TASK TO COMPLETE >> The answer must be an exact reproduction of the lines from the start of the records below through the line containing "use url::Url;", and nothing more.

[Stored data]

....................

//! HTTP surface: router assembly and server startup.

use anyhow::{anyhow, Context, Result};
use axum::{
    body::Body,
    extract::MatchedPath,
    http::{
        header::{AUTHORIZATION, CONTENT_TYPE},
        HeaderName, HeaderValue, Method, Request,
    },
    routing::{get, post},
    Extension, Router,
};
use sqlx::postgres::PgPoolOptions;
use std::{sync::Arc, time::Duration};
use tokio::net::TcpListener;
use tower::ServiceBuilder;
use tower_http::{
    cors::{AllowOrigin, CorsLayer},
    request_id::PropagateRequestIdLayer,
    set_header::SetRequestHeaderLayer,
    trace::TraceLayer,
};
use tracing::{info, info_span, Span};
use ulid::Ulid;
use url::Url;

use crate::auth::config::{AuthConfig, TokenSecrets};
use crate::auth::pg::PgCredentialStore;
use crate::auth::AuthService;
use crate::authz::PermissionMap;

pub(crate) mod email;
pub(crate) mod error;
pub(crate) mod handlers;
mod openapi;

pub use openapi::openapi;

/// Shared state behind every handler.
pub struct AppState {
    pub auth: AuthService<PgCredentialStore>,
    pub permissions: PermissionMap,
}

/// Build the API router. State is injected as an [`Extension`] layer by the
/// caller.
#[must_use]
pub fn router() -> Router {
    Router::new()
        .route("/health", get(handlers::health::health))
        .route("/openapi.json", get(openapi::serve_openapi))
        .route("/v1/auth/login", post(handlers::auth::login::login))
        .route("/v1/auth/refresh", post(handlers::auth::login::refresh))
        .route("/v1/auth/logout", post(handlers::auth::login::logout))
        .route("/v1/auth/register", post(handlers::auth::register::register))
        .route(
            "/v1/auth/verify-email",
            get(handlers::auth::verification::verify_email),
        )
        .route(
            "/v1/auth/resend-verification",
            post(handlers::auth::verification::resend_verification),
        )
        .route(
            "/v1/auth/forgot-password",
            post(handlers::auth::password::forgot_password),
        )
        .route(
            "/v1/auth/reset-password",
            post(handlers::auth::password::reset_password),
        )
        .route("/v1/me", get(handlers::me::me))
        .route(
            "/v1/admin/permissions",
            get(handlers::admin::list_permissions),
        )
}

/// Start the server
/// # Errors
/// Return error if failed to start the server
pub async fn serve(
    port: u16,
    dsn: String,
    config: AuthConfig,
    secrets: TokenSecrets,
) -> Result<()> {
    // Connect to database
    let pool = PgPoolOptions::new()
        .min_connections(1)
        .max_connections(5)
        .max_lifetime(Duration::from_secs(60 * 2))
        .test_before_acquire(true)
        .connect(&dsn)
        .await
        .context("Failed to connect to database")?;

    let frontend_origin = frontend_origin(config.frontend_base_url())?;

    let state = Arc::new(AppState {
        auth: AuthService::new(
            PgCredentialStore::new(pool),
            Arc::new(email::LogMailer),
            config,
            &secrets,
        ),
        permissions: PermissionMap::new(),
    });

    let cors = CorsLayer::new()
        .allow_headers([CONTENT_TYPE, AUTHORIZATION])
        .allow_methods([Method::GET, Method::POST])
        .allow_origin(AllowOrigin::exact(frontend_origin))
        .allow_credentials(true);

    let app = router().layer(
        ServiceBuilder::new()
            .layer(SetRequestHeaderLayer::if_not_present(
                HeaderName::from_static("x-request-id"),
                |_req: &Request<Body>| HeaderValue::from_str(Ulid::new().to_string().as_str()).ok(),
            ))
            .layer(PropagateRequestIdLayer::new(HeaderName::from_static(
                "x-request-id",
            )))
            .layer(TraceLayer::new_for_http().make_span_with(make_span))
            .layer(cors)
            .layer(Extension(state)),
    );

    let listener = TcpListener::bind(format!("::0:{port}")).await?;
    info!("Listening on port {port}");

    axum::serve(listener, app.into_make_service()).await?;

    Ok(())
}

fn make_span(request: &Request<Body>) -> Span {
    let path = request
        .extensions()
        .get::<MatchedPath>()
        .map_or_else(|| request.uri().path(), MatchedPath::as_str);
    let request_id = request
        .headers()
        .get("x-request-id")
        .and_then(|value| value.to_str().ok())
        .unwrap_or("unknown");

    info_span!(
        "http.request",
        http.method = %request.method(),
        http.route = %path,
        request_id = %request_id,
    )
}

fn frontend_origin(frontend_base_url: &str) -> Result<HeaderValue> {
    let url = Url::parse(frontend_base_url).context("Invalid frontend URL")?;
    let origin = url.origin().ascii_serialization();
    HeaderValue::from_str(&origin).map_err(|_| anyhow!("Invalid frontend origin"))
}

....................

WRITTEN ANSWER >>
//! HTTP surface: router assembly and server startup.

use anyhow::{anyhow, Context, Result};
use axum::{
    body::Body,
    extract::MatchedPath,
    http::{
        header::{AUTHORIZATION, CONTENT_TYPE},
        HeaderName, HeaderValue, Method, Request,
    },
    routing::{get, post},
    Extension, Router,
};
use sqlx::postgres::PgPoolOptions;
use std::{sync::Arc, time::Duration};
use tokio::net::TcpListener;
use tower::ServiceBuilder;
use tower_http::{
    cors::{AllowOrigin, CorsLayer},
    request_id::PropagateRequestIdLayer,
    set_header::SetRequestHeaderLayer,
    trace::TraceLayer,
};
use tracing::{info, info_span, Span};
use ulid::Ulid;
use url::Url;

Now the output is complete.